Все сладил родич наш, как обещал. Переправу организовал, да так ловко, что король литовский все войско свое прямо в тыл неприятелю и провел. Сеча была большая. Победили оне тогда в битве, ушли с победой. На радостях король нам, Вашкевичам, потомственное шляхетство дал и герб, на яком мост-подкова (на счастье, значить), и меч – воинская слава и доблесть. А на сем месте город заложил, который и доныне Перебродье называется.
– Вот брешешь, ба! Город? Деревня ж…
– То кали было? Тогды города поменьше были, небось. Не перебивай. Не прошло и года, пришли супостаты и вспомнили Витольду про его помощь королю. Зарубили и яго – то полбеды, а вот шестерых сыновей Маруты и Витольда тоже, вот то беда, так беда.
Не пережила такого горя наша Марута. Год пила горькую и не пьянела, только и вставала, чтоб дочку и младшего покормить, выла, як волчица раненая день и ночь. Рубашку, в которой была на похоронах мужа и сынов, не сняла ни разу, и потом, до самой смерти не снимала, стирала, латала, живого места на той рубахе не было, но не сняла, и боль в ее сердце поселилася, что не передать.
Год прошел, все запасы проели, а жить как-то надобно ж.
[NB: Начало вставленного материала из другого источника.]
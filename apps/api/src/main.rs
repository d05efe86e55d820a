mod compiler;
mod config;
mod db;
mod errors;
mod github;
mod latex;
mod models;
mod publishing;
mod resume;
mod routes;
mod state;
#[cfg(test)]
mod test_support;

use std::net::SocketAddr;
use std::sync::Arc;

use anyhow::{Context, Result};
use tower_http::{cors::CorsLayer, trace::TraceLayer};
use tracing::info;
use tracing_subscriber::{layer::SubscriberExt, util::SubscriberInitExt, EnvFilter};

use crate::compiler::LatexOnlineClient;
use crate::config::Config;
use crate::db::create_pool;
use crate::github::GitHubClient;
use crate::publishing::Publisher;
use crate::resume::store::PgResumeStore;
use crate::routes::build_router;
use crate::state::AppState;

#[tokio::main]
async fn main() -> Result<()> {
    // Load configuration first (fails fast on missing required env vars)
    let config = Config::from_env()?;

    // Initialize structured logging
    tracing_subscriber::registry()
        .with(EnvFilter::try_from_default_env().unwrap_or_else(|_| {
            EnvFilter::new(format!(
                "{}={}",
                env!("CARGO_PKG_NAME").replace('-', "_"),
                &config.rust_log
            ))
        }))
        .with(tracing_subscriber::fmt::layer())
        .init();

    info!("Starting Resume API v{}", env!("CARGO_PKG_VERSION"));

    // Initialize PostgreSQL
    let db = create_pool(&config.database_url).await?;

    // Initialize GitHub contents client
    let github = GitHubClient::new(&config.github).context("Failed to build GitHub client")?;
    info!(
        "GitHub client initialized ({}/{})",
        config.github.owner, config.github.repo
    );

    // Initialize LaTeX compiler client
    let compiler =
        LatexOnlineClient::new(&config.compiler).context("Failed to build compiler client")?;
    info!(
        "Compiler client initialized ({}, timeout {}s)",
        config.compiler.base_url,
        config.compiler.timeout.as_secs()
    );

    // Build app state
    let state = AppState {
        resumes: Arc::new(PgResumeStore::new(db)),
        publisher: Arc::new(Publisher::new(
            Arc::new(github),
            config.github.owner.clone(),
            config.github.repo.clone(),
        )),
        compiler: Arc::new(compiler),
    };

    // Build router
    let app = build_router(state)
        .layer(TraceLayer::new_for_http())
        .layer(CorsLayer::permissive());

    let addr: SocketAddr = format!("0.0.0.0:{}", config.port).parse()?;
    info!("Listening on {addr}");

    let listener = tokio::net::TcpListener::bind(addr).await?;
    axum::serve(listener, app).await?;

    Ok(())
}
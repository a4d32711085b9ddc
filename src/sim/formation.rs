//! Formation layouts
//!
//! [`generate`] is a pure function from a pattern and an enemy count to
//! top-left spawn positions. Every pattern returns exactly `count` positions
//! whose x lies in `[0, playfield_width - ENEMY_SIZE]`.

use std::f32::consts::TAU;

use glam::Vec2;
use rand::Rng;
use serde::{Deserialize, Serialize};

use super::behavior::Behavior;
use super::state::Enemy;
use crate::consts::*;

#[derive(Debug, Clone, Copy, PartialEq, Eq, Hash, Serialize, Deserialize)]
pub enum FormationPattern {
    Grid,
    V,
    Circle,
    Diamond,
    Zigzag,
}

impl FormationPattern {
    /// Opening sequence order
    pub const ALL: [FormationPattern; 5] = [
        FormationPattern::Grid,
        FormationPattern::V,
        FormationPattern::Circle,
        FormationPattern::Diamond,
        FormationPattern::Zigzag,
    ];

    pub fn as_str(&self) -> &'static str {
        match self {
            FormationPattern::Grid => "grid",
            FormationPattern::V => "v",
            FormationPattern::Circle => "circle",
            FormationPattern::Diamond => "diamond",
            FormationPattern::Zigzag => "zigzag",
        }
    }
}

/// Spawn positions for `count` enemies
pub fn generate(pattern: FormationPattern, count: usize, playfield_width: f32) -> Vec<Vec2> {
    if count == 0 {
        return Vec::new();
    }

    // Range of valid top-left x values
    let usable = (playfield_width - ENEMY_SIZE).max(0.0);

    let mut positions = match pattern {
        FormationPattern::Grid => grid(count, usable),
        FormationPattern::V => v_shape(count, usable),
        FormationPattern::Circle => circle(count, usable),
        FormationPattern::Diamond => diamond(count, usable),
        FormationPattern::Zigzag => zigzag(count, usable),
    };
    debug_assert_eq!(positions.len(), count);

    for pos in &mut positions {
        pos.x = pos.x.clamp(0.0, usable);
    }
    positions
}

/// Build a wave's enemies: positions from the pattern, behavior and phase
/// drawn independently per enemy
pub fn populate<R: Rng + ?Sized>(
    pattern: FormationPattern,
    count: usize,
    playfield_width: f32,
    first_id: u32,
    spawned_ms: u64,
    rng: &mut R,
) -> Vec<Enemy> {
    generate(pattern, count, playfield_width)
        .into_iter()
        .enumerate()
        .map(|(i, pos)| {
            let behavior = Behavior::random(rng);
            let phase = rng.random_range(0.0..TAU);
            Enemy::new(first_id + i as u32, pos, behavior, phase, spawned_ms)
        })
        .collect()
}

/// Preferred spacing, shrunk so `gaps` intervals fit in `usable`
fn fit_spacing(gaps: f32, usable: f32, preferred: f32) -> f32 {
    if gaps <= 0.0 {
        preferred
    } else {
        preferred.min(usable / gaps)
    }
}

/// Up to 3x6 lattice, filled row-major. Counts past the cap spill into
/// extra rows.
fn grid(count: usize, usable: f32) -> Vec<Vec2> {
    let rows = count.div_ceil(6).min(3);
    let cols = count.div_ceil(rows).min(6);

    let dx = fit_spacing((cols - 1) as f32, usable, FORMATION_SPACING_X);
    let left = (usable - (cols - 1) as f32 * dx) / 2.0;

    (0..count)
        .map(|i| {
            let (row, col) = (i / cols, i % cols);
            Vec2::new(
                left + col as f32 * dx,
                FORMATION_TOP + row as f32 * FORMATION_SPACING_Y,
            )
        })
        .collect()
}

/// Apex first, then the left arm, then the right arm
fn v_shape(count: usize, usable: f32) -> Vec<Vec2> {
    let left_len = count.div_ceil(2);
    let right_len = count - left_len;
    let reach = (left_len - 1).max(right_len);

    let apex_x = usable / 2.0;
    let dx = fit_spacing(reach as f32, apex_x, V_ARM_STEP_X);

    (0..count)
        .map(|i| {
            let (dir, step) = if i < left_len {
                (-1.0, i)
            } else {
                (1.0, i - left_len + 1)
            };
            Vec2::new(
                apex_x + dir * step as f32 * dx,
                FORMATION_TOP + step as f32 * V_ARM_STEP_Y,
            )
        })
        .collect()
}

fn circle(count: usize, usable: f32) -> Vec<Vec2> {
    let center_x = usable / 2.0;
    let radius = (CIRCLE_RADIUS_PER_ENEMY * count as f32)
        .min(CIRCLE_MAX_RADIUS)
        .min(center_x);

    (0..count)
        .map(|i| {
            let angle = i as f32 * TAU / count as f32;
            Vec2::new(
                center_x + radius * angle.cos(),
                CIRCLE_CENTER_Y + radius * angle.sin(),
            )
        })
        .collect()
}

/// Rows widen 1..=peak then narrow peak..=1, truncated at `count`
fn diamond(count: usize, usable: f32) -> Vec<Vec2> {
    let mut peak = count.div_ceil(4);
    while peak * (peak + 1) < count {
        peak += 1;
    }

    let center_x = usable / 2.0;
    let dx = fit_spacing((peak - 1) as f32, usable, DIAMOND_SPACING_X);

    (1..=peak)
        .chain((1..=peak).rev())
        .enumerate()
        .flat_map(|(row, width)| {
            let row_left = center_x - (width - 1) as f32 * dx / 2.0;
            let y = FORMATION_TOP + row as f32 * DIAMOND_SPACING_Y;
            (0..width).map(move |col| Vec2::new(row_left + col as f32 * dx, y))
        })
        .take(count)
        .collect()
}

/// Rows of up to six, odd rows shifted half a column
fn zigzag(count: usize, usable: f32) -> Vec<Vec2> {
    let cols = count.min(6);
    let rows = count.div_ceil(cols);
    let shift = if rows > 1 { 0.5 } else { 0.0 };

    let dx = fit_spacing((cols - 1) as f32 + shift, usable, FORMATION_SPACING_X);
    let left = (usable - ((cols - 1) as f32 + shift) * dx) / 2.0;

    (0..count)
        .map(|i| {
            let (row, col) = (i / cols, i % cols);
            let offset = if row % 2 == 1 { dx / 2.0 } else { 0.0 };
            Vec2::new(
                left + col as f32 * dx + offset,
                FORMATION_TOP + row as f32 * FORMATION_SPACING_Y,
            )
        })
        .collect()
}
Стала рыбачить замест Витольда, да так удачливо, что люди диву давалися: там, где все одну – две рыбины достануть, там у Маруты полон човен.
Так зауважали ее рыбаки, что выбрали главной в артели. Крутой нрав был у бабы, за словом в карман не лезла, и рука тяжелая оказалась: что не по-ейному, сразу в зубы, и уся бяседа! Дерзкая и умная стала, под стать тогдашнему часу. До смерти к себе ни одного мужика не подпустила, красоту свою до старости сберегла. Да-а-а-а…
А дожила Марута до ста чатырох лет и внуков вырастила, и правнуков поженила. С той самой поры весь ейный и Витольда корень, мы то есть, Марутами и кличуть. Потому как уважение народное и добрую память даже полтыщи лет сгрызть ня могуть! Няма у часу такой силы. Каб не войны ды злыя люди, была б нас целая деревня Марут.
Но тут судьба, не инач: як начали мы гибнуть, так и продолжается. Не было ни одного поколения, чтоб не повоевало. Спокон веку и палили нас, и топили, и секли, и на куски рвали. Место такое проклятое, или что? Мало Марут осталося: ты, щанюк, Ганка, да Сяргей са Стасем.